Chaque film que je fais est nourri d’images de films, d’une culture et de beaucoup d’autres choses. Il s’agit d’introduire la fiction dans le réel. La fiction, non pas au sens du faux, mais la fiction du documentaire, au sens qu’il fait en sorte que la vie prenne sens, créer du sens.
Que pensez-vous de la place du documentaire dans le paysage cinématographique aujourd’hui ?
À la télévision, il n’y a pas vraiment de place. Par exemple, ce film ne passera jamais à la télévision : parce qu’il n’y a pas de voix off. Cette forme de voix off que nous impose la télévision tue l’émotion. Le spectateur devient complètement passif et d’une certaine façon, il ne pense plus. Là il se trouve que le spectateur, pour comprendre, doit réfléchir, il se met en éveil et c’est aussi de ça que va naître l’émotion. C’est la pensée qui finit par créer l’émotion. Pour moi c’était hors de question de mettre une voix off, alors qu’à la télévision, on m’aurait demandé d’expliquer. J’ai fait beaucoup de films pour la télévision, pour Arte, mais même Arte est aujourd’hui un peu formatée, ne parlons pas des autres chaînes. En revanche, au cinéma, il y a de plus en plus de documentaires dans les salles, sauf que, comme il y a des problèmes pour trouver de la place pour les films en général, le documentaire aussi a des difficultés : il peut passer en salles, mais sur peu d’écrans.
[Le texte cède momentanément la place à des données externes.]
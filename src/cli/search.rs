use tabled::Table;

use crate::{
    cli::{albums::print_albums, artists::print_artists, check, open_session, spinner, tracks::print_items},
    error, info,
    management::ContentKind,
    tidal::search,
    types::{Playlist, PlaylistTableRow},
};

/// Searches the catalogue and prints one table per kind found.
pub async fn search(term: String, limit: u64, demo: bool) {
    let mut session = open_session(demo).await;

    let pb = spinner("Searching...");
    let result = search::search(&mut session, &term, limit).await;
    pb.finish_and_clear();

    let content = match result {
        Ok(c) => c,
        Err(e) => error!("Search failed. Err: {}", e),
    };
    if !check(&content) {
        return;
    }

    for kind in content.kinds() {
        info!("{}", kind);
        match kind {
            ContentKind::Artist => print_artists(content.artists()),
            ContentKind::Album => print_albums(content.albums()),
            ContentKind::Item => print_items(content.items()),
            ContentKind::Playlist => print_playlists(content.playlists()),
            _ => {}
        }
    }
}

pub(crate) fn print_playlists(playlists: &[Playlist]) {
    let rows: Vec<PlaylistTableRow> = playlists
        .iter()
        .map(|p| PlaylistTableRow {
            uuid: p.uuid.clone(),
            title: p.title.clone(),
            tracks: p.number_of_tracks,
            videos: p.number_of_videos,
        })
        .collect();

    println!("{}", Table::new(rows));
}
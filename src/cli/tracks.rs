use tabled::Table;

use crate::{
    cli::{PAGE_SIZE, check, open_session, spinner},
    error, info,
    management::ContentAggregate,
    tidal::{mixes, tracks, videos},
    types::{Item, ItemTableRow},
    utils, warning,
};

/// Shows a track, optionally with its contributors and credits.
pub async fn track(track_id: u64, contributors: bool, credits: bool, demo: bool) {
    let mut session = open_session(demo).await;

    let content = match tracks::get_track(&mut session, track_id).await {
        Ok(c) => c,
        Err(e) => error!("Cannot load track {}. Err: {}", track_id, e),
    };
    if !check(&content) {
        return;
    }
    print_items(content.items());

    if let Some(item) = content.items().first() {
        if let Some(album) = &item.album {
            info!("Album: {} ({})", album.title, album.id);
        }
    }

    if contributors {
        match tracks::get_track_contributors(&mut session, track_id, PAGE_SIZE, 0).await {
            Ok(c) if check(&c) => {
                for contributor in c.contributors() {
                    info!(
                        "{}: {}",
                        contributor.role.as_deref().unwrap_or("Contributor"),
                        contributor.name
                    );
                }
            }
            Ok(_) => {}
            Err(e) => warning!("Cannot load contributors. Err: {}", e),
        }
    }

    if credits {
        match tracks::get_track_credits(&mut session, track_id).await {
            Ok(c) if check(&c) => {
                for credit in c.credits() {
                    let names = credit
                        .contributors
                        .iter()
                        .map(|c| c.name.as_str())
                        .collect::<Vec<_>>()
                        .join(", ");
                    info!("{}: {}", credit.role, names);
                }
            }
            Ok(_) => {}
            Err(e) => warning!("Cannot load credits. Err: {}", e),
        }
    }
}

/// Prints the stream URLs of a track or video.
pub async fn stream(id: u64, video: bool) {
    let mut session = open_session(false).await;

    let pb = spinner("Requesting playback information...");
    let result = if video {
        videos::get_video_stream(&mut session, id).await
    } else {
        tracks::get_track_stream(&mut session, id).await
    };
    pb.finish_and_clear();

    let content: ContentAggregate = match result {
        Ok(c) => c,
        Err(e) => error!("Cannot load stream for {}. Err: {}", id, e),
    };
    if !check(&content) {
        return;
    }

    let Some(stream) = content.stream() else {
        warning!("No playback information returned.");
        return;
    };

    info!("Quality:  {}", stream.quality);
    info!("Manifest: {}", stream.mime_type);
    if let Some(codec) = &stream.codec {
        info!("Codec:    {}", codec);
    }
    if stream.urls.is_empty() {
        warning!("The manifest carries no direct URLs.");
    }
    for url in &stream.urls {
        println!("{}", url);
    }
}

pub async fn mix(mix_id: Option<String>, demo: bool) {
    let mut session = open_session(demo).await;

    let Some(mix_id) = mix_id else {
        match mixes::get_user_mixes(&mut session).await {
            Ok(c) if check(&c) => {
                for mix in c.mixes() {
                    info!("{}  {}", mix.id, mix.title.as_deref().unwrap_or("-"));
                }
            }
            Ok(_) => {}
            Err(e) => error!("Cannot load your mixes. Err: {}", e),
        }
        return;
    };

    match mixes::get_mix_items(&mut session, &mix_id).await {
        Ok(c) if check(&c) => print_items(c.items()),
        Ok(_) => {}
        Err(e) => error!("Cannot load mix {}. Err: {}", mix_id, e),
    }
}

pub(crate) fn print_items(items: &[Item]) {
    let rows: Vec<ItemTableRow> = items
        .iter()
        .map(|i| ItemTableRow {
            id: i.id,
            title: match &i.version {
                Some(version) => format!("{} ({})", i.title, version),
                None => i.title.clone(),
            },
            artists: utils::join_artist_names(&i.artists),
            duration: utils::format_duration(i.duration),
        })
        .collect();

    println!("{}", Table::new(rows));
}
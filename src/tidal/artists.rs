use crate::{
    error::Result,
    management::ContentAggregate,
    tidal::{
        fetch::{self, Nesting, api, paged},
        session::Session,
        status::RequestContext,
        transport::Method,
    },
    types::{Album, Artist, Item, Link, Mix},
};

/// Retrieves one artist from the catalogue.
///
/// # Arguments
///
/// * `session` - Session used for the request (demo sessions work)
/// * `artist_id` - Catalogue id of the artist
///
/// # Returns
///
/// Returns a `Result` containing:
/// - `Ok(ContentAggregate)` - The artist as the single record of the artist container on success, or the domain status and
///   message of the failed call (e.g. [`DomainStatus::NotFound`](crate::tidal::DomainStatus::NotFound))
/// - `Err(Error)` - Authentication, transport or parse failure
///
/// # Example
///
/// ```rust,ignore
/// let content = artists::get_artist(&mut session, 3565).await?;
/// let name = content.artists().first().map(|a| a.name.as_str());
/// ```
pub async fn get_artist(session: &mut Session, artist_id: u64) -> Result<ContentAggregate> {
    let request = api(session, Method::Get, &format!("artists/{}", artist_id));

    fetch::fetch(
        session,
        request,
        RequestContext::General,
        &artist_id.to_string(),
        fetch::push_single::<Artist>,
    )
    .await
}

/// Retrieves one page of the albums released by an artist.
///
/// # Arguments
///
/// * `session` - Session used for the request
/// * `artist_id` - Catalogue id of the artist
/// * `limit` - Maximum number of albums in this page
/// * `offset` - Index of the first album
///
/// # Returns
///
/// Returns a `Result` containing:
/// - `Ok(ContentAggregate)` - The albums in the album container, with the paging fields set, on success, or the domain status and
///   message of the failed call (e.g. [`DomainStatus::NotFound`](crate::tidal::DomainStatus::NotFound))
/// - `Err(Error)` - Authentication, transport or parse failure
///
/// # Example
///
/// ```rust,ignore
/// let content = artists::get_artist_albums(&mut session, 3565, 50, 0).await?;
/// for album in content.albums() {
///     println!("{}", album.title);
/// }
/// ```
pub async fn get_artist_albums(
    session: &mut Session,
    artist_id: u64,
    limit: u64,
    offset: u64,
) -> Result<ContentAggregate> {
    list(session, artist_id, "albums", limit, offset, |content, document| {
        fetch::push_page::<Album>(content, document, "items", Nesting::Flat)
    })
    .await
}

/// Retrieves one page of an artist's most popular tracks.
///
/// # Arguments
///
/// * `session` - Session used for the request
/// * `artist_id` - Catalogue id of the artist
/// * `limit` - Maximum number of tracks in this page
/// * `offset` - Index of the first track
///
/// # Returns
///
/// Returns a `Result` containing:
/// - `Ok(ContentAggregate)` - The tracks in the item container, with the paging fields set, on success, or the domain status and
///   message of the failed call (e.g. [`DomainStatus::NotFound`](crate::tidal::DomainStatus::NotFound))
/// - `Err(Error)` - Authentication, transport or parse failure
///
/// # Example
///
/// ```rust,ignore
/// let content = artists::get_artist_top_tracks(&mut session, 3565, 10, 0).await?;
/// ```
pub async fn get_artist_top_tracks(
    session: &mut Session,
    artist_id: u64,
    limit: u64,
    offset: u64,
) -> Result<ContentAggregate> {
    list(session, artist_id, "toptracks", limit, offset, |content, document| {
        fetch::push_page::<Item>(content, document, "items", Nesting::Flat)
    })
    .await
}

/// Retrieves one page of an artist's videos.
///
/// # Arguments
///
/// * `session` - Session used for the request
/// * `artist_id` - Catalogue id of the artist
/// * `limit` - Maximum number of videos in this page
/// * `offset` - Index of the first video
///
/// # Returns
///
/// Returns a `Result` containing:
/// - `Ok(ContentAggregate)` - The videos in the item container, with the paging fields set, on success, or the domain status and
///   message of the failed call (e.g. [`DomainStatus::NotFound`](crate::tidal::DomainStatus::NotFound))
/// - `Err(Error)` - Authentication, transport or parse failure
///
/// # Example
///
/// ```rust,ignore
/// let content = artists::get_artist_videos(&mut session, 3565, 10, 0).await?;
/// let videos = content.items().iter().filter(|i| i.is_video()).count();
/// ```
pub async fn get_artist_videos(
    session: &mut Session,
    artist_id: u64,
    limit: u64,
    offset: u64,
) -> Result<ContentAggregate> {
    list(session, artist_id, "videos", limit, offset, |content, document| {
        fetch::push_page::<Item>(content, document, "items", Nesting::Flat)
    })
    .await
}

/// Retrieves the radio mix generated from an artist.
///
/// Only the mix record is returned; its entries come from
/// [`mixes::get_mix_items`](crate::tidal::mixes::get_mix_items).
///
/// # Arguments
///
/// * `session` - Session used for the request
/// * `artist_id` - Catalogue id of the artist
///
/// # Returns
///
/// Returns a `Result` containing:
/// - `Ok(ContentAggregate)` - The mix as the single record of the mix container on success, or the domain status and
///   message of the failed call (e.g. [`DomainStatus::NotFound`](crate::tidal::DomainStatus::NotFound))
/// - `Err(Error)` - Authentication, transport or parse failure
///
/// # Example
///
/// ```rust,ignore
/// let content = artists::get_artist_mix(&mut session, 3565).await?;
/// if let Some(mix) = content.mixes().first() {
///     let items = mixes::get_mix_items(&mut session, &mix.id).await?;
/// }
/// ```
pub async fn get_artist_mix(session: &mut Session, artist_id: u64) -> Result<ContentAggregate> {
    let request = api(session, Method::Get, &format!("artists/{}/mix", artist_id));

    fetch::fetch(
        session,
        request,
        RequestContext::General,
        &artist_id.to_string(),
        fetch::push_single::<Mix>,
    )
    .await
}

/// Retrieves the external links of an artist (homepage, social media).
///
/// # Arguments
///
/// * `session` - Session used for the request
/// * `artist_id` - Catalogue id of the artist
/// * `limit` - Maximum number of links in this page
/// * `offset` - Index of the first link
///
/// # Returns
///
/// Returns a `Result` containing:
/// - `Ok(ContentAggregate)` - The links in the link container, with the paging fields set, on success, or the domain status and
///   message of the failed call (e.g. [`DomainStatus::NotFound`](crate::tidal::DomainStatus::NotFound))
/// - `Err(Error)` - Authentication, transport or parse failure
///
/// # Example
///
/// ```rust,ignore
/// let content = artists::get_artist_links(&mut session, 3565, 10, 0).await?;
/// for link in content.links() {
///     println!("{}", link.url);
/// }
/// ```
pub async fn get_artist_links(
    session: &mut Session,
    artist_id: u64,
    limit: u64,
    offset: u64,
) -> Result<ContentAggregate> {
    list(session, artist_id, "links", limit, offset, |content, document| {
        fetch::push_page::<Link>(content, document, "items", Nesting::Flat)
    })
    .await
}

async fn list<F>(
    session: &mut Session,
    artist_id: u64,
    resource: &str,
    limit: u64,
    offset: u64,
    populate: F,
) -> Result<ContentAggregate>
where
    F: FnOnce(&mut ContentAggregate, &serde_json::Value) -> Result<()>,
{
    let request = paged(
        api(session, Method::Get, &format!("artists/{}/{}", artist_id, resource)),
        limit,
        offset,
    );
    fetch::fetch(
        session,
        request,
        RequestContext::General,
        &artist_id.to_string(),
        populate,
    )
    .await
}
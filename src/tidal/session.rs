use std::{path::PathBuf, sync::Arc, time::Duration};

use chrono::{DateTime, Utc};
use tokio_util::sync::CancellationToken;
use tracing::{debug, info, warn};

use crate::{
    error::{AuthError, Error, Result},
    management::{CredentialStore, Credentials},
    tidal::{
        auth::{self, TokenGrant},
        transport::{RawResponse, Request, Transport},
    },
    types::{AudioQuality, LoginCode, Token, VideoQuality},
};

/// Extra seconds added to the poll interval on a `slow_down` answer.
const SLOW_DOWN_STEP_SECS: u64 = 5;

/// Everything a [`Session`] needs that is not obtained from the server.
#[derive(Debug, Clone)]
pub struct SessionConfig {
    pub client_id: String,
    pub client_secret: String,
    pub api_url: String,
    pub auth_url: String,
    pub scope: String,
    /// Refresh this many seconds before the token actually expires.
    pub refresh_margin_secs: i64,
    pub timeout: Duration,
    pub persistent_file: PathBuf,
    pub country_code: String,
    pub audio_quality: AudioQuality,
    pub video_quality: VideoQuality,
}

impl SessionConfig {
    pub fn new(client_id: impl Into<String>, client_secret: impl Into<String>) -> Self {
        SessionConfig {
            client_id: client_id.into(),
            client_secret: client_secret.into(),
            api_url: "https://api.tidal.com/v1".to_string(),
            auth_url: "https://auth.tidal.com/v1/oauth2".to_string(),
            scope: "r_usr w_usr w_sub".to_string(),
            refresh_margin_secs: 60,
            timeout: Duration::from_secs(30),
            persistent_file: PathBuf::from("persistent.json"),
            country_code: "US".to_string(),
            audio_quality: AudioQuality::default(),
            video_quality: VideoQuality::default(),
        }
    }
}

#[derive(Debug, Clone, Copy, PartialEq, Eq)]
pub enum SessionState {
    Unauthenticated,
    AwaitingUserAuthorization,
    Authenticated,
    Expired,
    /// Terminal. Build a new session to log in again.
    LoggedOut,
}

/// The single active session: credentials, their lifecycle and the
/// authenticated request boundary.
///
/// Methods that may refresh the token take `&mut self`, so one session
/// serves one sequential caller. Share it behind
/// `Arc<tokio::sync::Mutex<Session>>` to serialize concurrent callers.
pub struct Session {
    config: SessionConfig,
    transport: Arc<dyn Transport>,
    store: CredentialStore,
    state: SessionState,
    demo: bool,
}

impl Session {
    /// Creates an unauthenticated session.
    pub fn new(config: SessionConfig, transport: Arc<dyn Transport>) -> Self {
        let mut credentials = Credentials::new(config.client_id.clone(), config.client_secret.clone());
        credentials.country_code = config.country_code.clone();
        credentials.audio_quality = config.audio_quality;
        credentials.video_quality = config.video_quality;

        let store = CredentialStore::new(credentials, config.persistent_file.clone());

        Session {
            config,
            transport,
            store,
            state: SessionState::Unauthenticated,
            demo: false,
        }
    }

    /// Creates a session that authenticates with the client id only.
    ///
    /// Catalogue endpoints work; user endpoints and streams do not.
    pub fn demo(config: SessionConfig, transport: Arc<dyn Transport>) -> Self {
        let mut session = Self::new(config, transport);
        session.demo = true;
        session
    }

    /// Restores a session from the configured credential file.
    ///
    /// Fails with [`Error::Persistence`] when the file is missing or corrupt.
    pub async fn restore(config: SessionConfig, transport: Arc<dyn Transport>) -> Result<Self> {
        let store = CredentialStore::load_persisted(
            &config.persistent_file,
            config.client_id.clone(),
            config.client_secret.clone(),
        )
        .await?;

        let expired = store
            .token()
            .map(|t| t.is_expired_at(Utc::now().timestamp(), config.refresh_margin_secs))
            .unwrap_or(true);

        Ok(Session {
            config,
            transport,
            store,
            state: if expired {
                SessionState::Expired
            } else {
                SessionState::Authenticated
            },
            demo: false,
        })
    }

    pub fn state(&self) -> SessionState {
        self.state
    }

    pub fn is_demo(&self) -> bool {
        self.demo
    }

    pub fn config(&self) -> &SessionConfig {
        &self.config
    }

    pub fn credentials(&self) -> &Credentials {
        self.store.credentials()
    }

    pub fn token(&self) -> Option<&Token> {
        self.store.token()
    }

    pub fn country_code(&self) -> &str {
        &self.store.credentials().country_code
    }

    pub fn api_url(&self) -> &str {
        &self.config.api_url
    }

    /// User id of the logged-in user, required by user-scoped endpoints.
    pub fn user_id(&self) -> Result<u64> {
        if self.demo {
            return Err(AuthError::NotAuthenticated.into());
        }
        self.store
            .credentials()
            .user_id
            .ok_or_else(|| AuthError::NotAuthenticated.into())
    }

    pub fn set_audio_quality(&mut self, quality: AudioQuality) {
        self.store.credentials_mut().audio_quality = quality;
    }

    pub fn set_video_quality(&mut self, quality: VideoQuality) {
        self.store.credentials_mut().video_quality = quality;
    }

    /// Requests a device-code / user-code pair. Does not change the state.
    pub async fn create_login_code(&self) -> Result<LoginCode> {
        self.check_not_logged_out()?;
        auth::request_device_code(self.transport.as_ref(), &self.config).await
    }

    /// Exchanges a device code for a token.
    ///
    /// On success the session becomes `Authenticated` and the credentials are
    /// persisted. [`AuthError::Pending`] leaves the state untouched; denial
    /// or expiry returns the session to `Unauthenticated`.
    pub async fn create_token(&mut self, device_code: &str) -> Result<Token> {
        self.check_not_logged_out()?;

        match auth::exchange_device_code(self.transport.as_ref(), &self.config, device_code).await {
            Ok(grant) => {
                let token = self.install_grant(grant).await;
                self.demo = false;
                self.state = SessionState::Authenticated;
                info!(user_id = ?self.store.credentials().user_id, "logged in");
                Ok(token)
            }
            Err(Error::Auth(err)) if err.is_pending() => Err(err.into()),
            Err(Error::Auth(err)) => {
                self.state = SessionState::Unauthenticated;
                Err(err.into())
            }
            Err(err) => Err(err),
        }
    }

    /// Polls [`create_token`](Self::create_token) until the user authorizes
    /// the code, the code expires, or `cancel` fires.
    pub async fn authorize(&mut self, code: &LoginCode, cancel: &CancellationToken) -> Result<Token> {
        self.check_not_logged_out()?;
        self.state = SessionState::AwaitingUserAuthorization;

        let deadline = tokio::time::Instant::now() + Duration::from_secs(code.expires_in);
        let mut interval = Duration::from_secs(code.interval.max(1));

        loop {
            match self.create_token(&code.device_code).await {
                Ok(token) => return Ok(token),
                Err(Error::Auth(AuthError::Pending)) => {
                    debug!("authorization pending");
                }
                Err(Error::Auth(AuthError::SlowDown)) => {
                    interval += Duration::from_secs(SLOW_DOWN_STEP_SECS);
                    debug!(interval_secs = interval.as_secs(), "slowing down polling");
                }
                Err(err) => {
                    self.state = SessionState::Unauthenticated;
                    return Err(err);
                }
            }

            if tokio::time::Instant::now() + interval > deadline {
                self.state = SessionState::Unauthenticated;
                return Err(AuthError::Expired.into());
            }

            tokio::select! {
                _ = cancel.cancelled() => {
                    self.state = SessionState::Unauthenticated;
                    return Err(Error::Cancelled);
                }
                _ = tokio::time::sleep(interval) => {}
            }
        }
    }

    /// Replaces the current token with the result of a refresh exchange and
    /// persists it.
    pub async fn refresh_token(&mut self) -> Result<Token> {
        self.check_not_logged_out()?;

        let refresh_token = self
            .store
            .token()
            .map(|t| t.refresh_token.clone())
            .ok_or(AuthError::NotAuthenticated)?;

        let grant =
            auth::exchange_refresh_token(self.transport.as_ref(), &self.config, &refresh_token).await?;
        let token = self.install_grant(grant).await;
        self.state = SessionState::Authenticated;
        info!(expires_at = token.expires_at, "refreshed access token");
        Ok(token)
    }

    /// Refreshes the token if it expired or expires within the margin.
    ///
    /// Every authenticated request goes through this first. A failed refresh
    /// fails the request with an authentication error; the stale token is
    /// never used.
    pub async fn ensure_fresh(&mut self) -> Result<()> {
        self.ensure_fresh_at(Utc::now()).await
    }

    pub async fn ensure_fresh_at(&mut self, now: DateTime<Utc>) -> Result<()> {
        self.check_not_logged_out()?;
        if self.demo {
            return Ok(());
        }

        let token = self.store.token().ok_or(AuthError::NotAuthenticated)?;
        if !token.is_expired_at(now.timestamp(), self.config.refresh_margin_secs) {
            return Ok(());
        }

        debug!(expires_at = token.expires_at, "access token expired");
        self.state = SessionState::Expired;

        match self.refresh_token().await {
            Ok(_) => Ok(()),
            Err(Error::Cancelled) => Err(Error::Cancelled),
            Err(Error::Auth(err)) => Err(err.into()),
            Err(err) => Err(AuthError::Rejected(format!("refresh failed: {}", err)).into()),
        }
    }

    /// Sends an authenticated request: refresh if needed, attach the
    /// credentials, perform.
    pub async fn execute(&mut self, request: Request) -> Result<RawResponse> {
        self.ensure_fresh().await?;
        let request = self.authorize_request(request)?;
        self.transport.perform(request).await
    }

    /// Like [`execute`](Self::execute), giving up when `cancel` fires.
    ///
    /// Only the request itself is cancellable. A refresh that has started
    /// always completes, so a rotated refresh token is never lost.
    pub async fn execute_cancellable(
        &mut self,
        request: Request,
        cancel: &CancellationToken,
    ) -> Result<RawResponse> {
        self.ensure_fresh().await?;
        let request = self.authorize_request(request)?;

        tokio::select! {
            biased;
            _ = cancel.cancelled() => Err(Error::Cancelled),
            result = self.transport.perform(request) => result,
        }
    }

    /// Invalidates the token server-side and ends the session.
    ///
    /// The request goes through [`execute`](Self::execute), so an expired
    /// token is refreshed first. The session ends locally even when the
    /// refresh or the logout request fails; that error is returned.
    pub async fn logout(&mut self) -> Result<()> {
        self.check_not_logged_out()?;

        let result = if self.demo || self.store.token().is_none() {
            Ok(())
        } else {
            let request = auth::logout_request(&self.config);
            self.execute(request)
                .await
                .and_then(|response| auth::check_logout(&response))
        };

        self.shutdown();
        info!("logged out");
        result
    }

    /// Ends the session locally without contacting the server.
    pub fn shutdown(&mut self) {
        self.store.clear();
        self.state = SessionState::LoggedOut;
    }

    fn authorize_request(&self, request: Request) -> Result<Request> {
        if self.demo {
            return Ok(request.header("x-tidal-token", &self.config.client_id));
        }
        let token = self.store.token().ok_or(AuthError::NotAuthenticated)?;
        Ok(request.header("authorization", format!("Bearer {}", token.access_token)))
    }

    async fn install_grant(&mut self, grant: TokenGrant) -> Token {
        let token = grant.token.clone();
        {
            let credentials = self.store.credentials_mut();
            if grant.user_id.is_some() {
                credentials.user_id = grant.user_id;
            }
            if let Some(country_code) = grant.country_code {
                credentials.country_code = country_code;
            }
        }
        self.store.replace_token(grant.token);

        if let Err(e) = self.store.save_persisted().await {
            warn!(error = %e, "could not persist credentials");
        }
        token
    }

    fn check_not_logged_out(&self) -> Result<()> {
        if self.state == SessionState::LoggedOut {
            Err(AuthError::LoggedOut.into())
        } else {
            Ok(())
        }
    }
}
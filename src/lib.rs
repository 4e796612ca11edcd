//! TIDAL Client Library
//!
//! A client for the TIDAL music-streaming API: device-code login with
//! persisted credentials and transparent token refresh, typed access to
//! the catalogue and the user's library, and a command-line front end.
//!
//! # Modules
//!
//! - `cli` - Command-line interface implementations
//! - `config` - Configuration management and environment variables
//! - `error` - Error types shared by every layer
//! - `management` - Result containers, content aggregates and credentials
//! - `tidal` - Session lifecycle, status codes and endpoint adapters
//! - `types` - Data structures and type definitions
//! - `utils` - Utility functions and helpers
//!
//! # Example
//!
//! ```rust,no_run
//! use std::sync::Arc;
//! use tidlcli::{config, tidal::{self, HttpTransport, Session}};
//!
//! #[tokio::main]
//! async fn main() -> tidlcli::Res<()> {
//!     config::load_env().await?;
//!     let config = config::session_config()?;
//!     let transport = Arc::new(HttpTransport::new(config.timeout)?);
//!     let mut session = Session::restore(config, transport).await?;
//!
//!     let album = tidal::albums::get_album(&mut session, 17927863).await?;
//!     if album.is_success() {
//!         println!("{}", album.albums()[0].title);
//!     }
//!     Ok(())
//! }
//! ```

pub mod cli;
pub mod config;
pub mod error;
pub mod management;
pub mod tidal;
pub mod types;
pub mod utils;

pub use error::{AuthError, Error, Result};

/// A convenient Result type alias for the command-line layer.
///
/// Uses a boxed dynamic error trait object so the binary can mix library
/// errors with I/O and parsing errors while keeping Send + Sync bounds for
/// async contexts.
///
/// # Example
///
/// ```rust,ignore
/// use tidlcli::Res;
///
/// async fn fetch_data() -> Res<String> {
///     Ok("data".to_string())
/// }
/// ```
pub type Res<T> = std::result::Result<T, Box<dyn std::error::Error + Send + Sync>>;

/// Prints an informational line prefixed with a blue `o`.
///
/// Takes the same arguments as `println!`.
///
/// # Example
///
/// ```rust,ignore
/// info!("Open {} and enter the code {}", link, code);
/// ```
#[macro_export]
macro_rules! info {
  ($($arg:tt)*) => ({
    use colored::Colorize;
    println!("[{}] {}", "o".blue().bold(), std::format_args!($($arg)*));
  })
}

/// Prints a confirmation line prefixed with a green checkmark.
#[macro_export]
macro_rules! success {
  ($($arg:tt)*) => ({
    use colored::Colorize;
    println!("[{}] {}", "✓".green().bold(), std::format_args!($($arg)*));
  })
}

/// Prints a red error line to stderr and exits with status 1.
///
/// Only for failures the command cannot recover from. The macro never
/// returns, so it can end a `match` arm that must produce a value:
///
/// ```rust,ignore
/// let session = match Session::restore(config, transport).await {
///     Ok(s) => s,
///     Err(e) => error!("No stored login. Please run tidlcli login\n Error: {}", e),
/// };
/// ```
#[macro_export]
macro_rules! error {
  ($($arg:tt)*) => ({
    use colored::Colorize;
    eprintln!("[{}] {}", "!".red().bold(), std::format_args!($($arg)*));
    std::process::exit(1);
  })
}

/// Prints a yellow warning line to stderr. Execution continues.
#[macro_export]
macro_rules! warning {
  ($($arg:tt)*) => ({
    use colored::Colorize;
    eprintln!("[{}] {}", "!".yellow().bold(), std::format_args!($($arg)*));
  })
}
Mais c’est général, et c’est valable également pour la fiction.
Est-ce que vous pensez que la réalité peut-être filmée par la fiction ou seulement le documentaire et est-ce que vous seriez tentée de faire un film de fiction ?
Je pense que la fiction et le documentaire peuvent tous les deux nous parler du réel, de nos sens, nous interroger, nous montrer la complexité. Simplement, j’aime le documentaire. La manière de faire un film de fiction ne me plaît pas. J’aime les fictions et les documentaires : pour moi c’est du cinéma, mais ça ne se fait pas de la même manière.